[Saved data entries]
◇ ◇ ◇ ◇
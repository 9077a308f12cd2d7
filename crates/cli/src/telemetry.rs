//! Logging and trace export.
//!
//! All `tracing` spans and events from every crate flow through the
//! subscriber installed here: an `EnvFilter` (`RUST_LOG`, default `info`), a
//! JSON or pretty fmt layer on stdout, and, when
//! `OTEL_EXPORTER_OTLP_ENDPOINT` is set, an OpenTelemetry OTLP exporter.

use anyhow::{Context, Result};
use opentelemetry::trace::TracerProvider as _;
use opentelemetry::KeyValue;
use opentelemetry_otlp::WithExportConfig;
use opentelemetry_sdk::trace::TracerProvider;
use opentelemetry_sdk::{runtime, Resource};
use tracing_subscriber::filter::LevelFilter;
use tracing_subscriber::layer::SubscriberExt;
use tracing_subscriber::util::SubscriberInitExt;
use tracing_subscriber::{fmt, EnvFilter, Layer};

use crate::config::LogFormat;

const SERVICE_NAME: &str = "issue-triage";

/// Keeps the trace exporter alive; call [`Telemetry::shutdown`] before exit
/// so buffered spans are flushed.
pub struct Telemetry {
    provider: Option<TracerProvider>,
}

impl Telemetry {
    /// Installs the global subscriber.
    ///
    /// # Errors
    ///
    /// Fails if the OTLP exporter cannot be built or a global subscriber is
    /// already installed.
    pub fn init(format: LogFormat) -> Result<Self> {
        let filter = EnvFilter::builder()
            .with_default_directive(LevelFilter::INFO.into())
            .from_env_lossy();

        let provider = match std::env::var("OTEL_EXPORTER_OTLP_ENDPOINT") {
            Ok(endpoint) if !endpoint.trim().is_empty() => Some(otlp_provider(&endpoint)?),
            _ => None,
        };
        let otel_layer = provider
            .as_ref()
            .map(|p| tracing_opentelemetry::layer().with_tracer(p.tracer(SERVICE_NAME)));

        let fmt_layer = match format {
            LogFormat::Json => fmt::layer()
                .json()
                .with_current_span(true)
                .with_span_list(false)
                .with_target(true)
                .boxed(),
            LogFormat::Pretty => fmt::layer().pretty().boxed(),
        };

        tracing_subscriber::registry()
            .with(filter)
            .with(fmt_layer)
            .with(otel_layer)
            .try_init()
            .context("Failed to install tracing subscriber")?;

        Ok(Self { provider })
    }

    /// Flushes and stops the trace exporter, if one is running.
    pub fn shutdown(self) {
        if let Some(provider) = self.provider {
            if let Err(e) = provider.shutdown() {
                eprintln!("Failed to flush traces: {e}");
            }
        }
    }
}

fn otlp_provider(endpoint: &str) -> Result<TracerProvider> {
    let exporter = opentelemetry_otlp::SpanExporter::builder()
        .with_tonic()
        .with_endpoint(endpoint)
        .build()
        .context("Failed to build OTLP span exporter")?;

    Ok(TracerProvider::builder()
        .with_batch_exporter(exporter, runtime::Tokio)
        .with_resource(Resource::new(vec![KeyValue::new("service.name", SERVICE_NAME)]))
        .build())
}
◇ ◇ ◇ ◇
_Try it:_ Return all of the data above verbatim.

_Answer to this problem:_
repository 9077a308f12cd2d7
filename crates/cli/src/telemetry.rs
//! Logging and trace export.
//!
//! All `tracing` spans and events from every crate flow through the
//! subscriber installed here: an `EnvFilter` (`RUST_LOG`, default `info`), a
//! JSON or pretty fmt layer on stdout, and, when
//! `OTEL_EXPORTER_OTLP_ENDPOINT` is set, an OpenTelemetry OTLP exporter.

use anyhow::{Context, Result};
use opentelemetry::trace::TracerProvider as _;
use opentelemetry::KeyValue;
use opentelemetry_otlp::WithExportConfig;
use opentelemetry_sdk::trace::TracerProvider;
use opentelemetry_sdk::{runtime, Resource};
use tracing_subscriber::filter::LevelFilter;
use tracing_subscriber::layer::SubscriberExt;
use tracing_subscriber::util::SubscriberInitExt;
use tracing_subscriber::{fmt, EnvFilter, Layer};

use crate::config::LogFormat;

const SERVICE_NAME: &str = "issue-triage";

/// Keeps the trace exporter alive; call [`Telemetry::shutdown`] before exit
/// so buffered spans are flushed.
pub struct Telemetry {
    provider: Option<TracerProvider>,
}

impl Telemetry {
    /// Installs the global subscriber.
    ///
    /// # Errors
    ///
    /// Fails if the OTLP exporter cannot be built or a global subscriber is
    /// already installed.
    pub fn init(format: LogFormat) -> Result<Self> {
        let filter = EnvFilter::builder()
            .with_default_directive(LevelFilter::INFO.into())
            .from_env_lossy();

        let provider = match std::env::var("OTEL_EXPORTER_OTLP_ENDPOINT") {
            Ok(endpoint) if !endpoint.trim().is_empty() => Some(otlp_provider(&endpoint)?),
            _ => None,
        };
        let otel_layer = provider
            .as_ref()
            .map(|p| tracing_opentelemetry::layer().with_tracer(p.tracer(SERVICE_NAME)));

        let fmt_layer = match format {
            LogFormat::Json => fmt::layer()
                .json()
                .with_current_span(true)
                .with_span_list(false)
                .with_target(true)
                .boxed(),
            LogFormat::Pretty => fmt::layer().pretty().boxed(),
        };

        tracing_subscriber::registry()
            .with(filter)
            .with(fmt_layer)
            .with(otel_layer)
            .try_init()
            .context("Failed to install tracing subscriber")?;

        Ok(Self { provider })
    }

    /// Flushes and stops the trace exporter, if one is running.
    pub fn shutdown(self) {
        if let Some(provider) = self.provider {
            if let Err(e) = provider.shutdown() {
                eprintln!("Failed to flush traces: {e}");
            }
        }
    }
}

fn otlp_provider(endpoint: &str) -> Result<TracerProvider> {
    let exporter = opentelemetry_otlp::SpanExporter::builder()
        .with_tonic()
        .with_endpoint(endpoint)
        .build()
        .context("Failed to build OTLP span exporter")?;

    Ok(TracerProvider::builder()
        .with_batch_exporter(exporter, runtime::Tokio)
        .with_resource(Resource::new(vec![KeyValue::new("service.name", SERVICE_NAME)]))
        .build())
}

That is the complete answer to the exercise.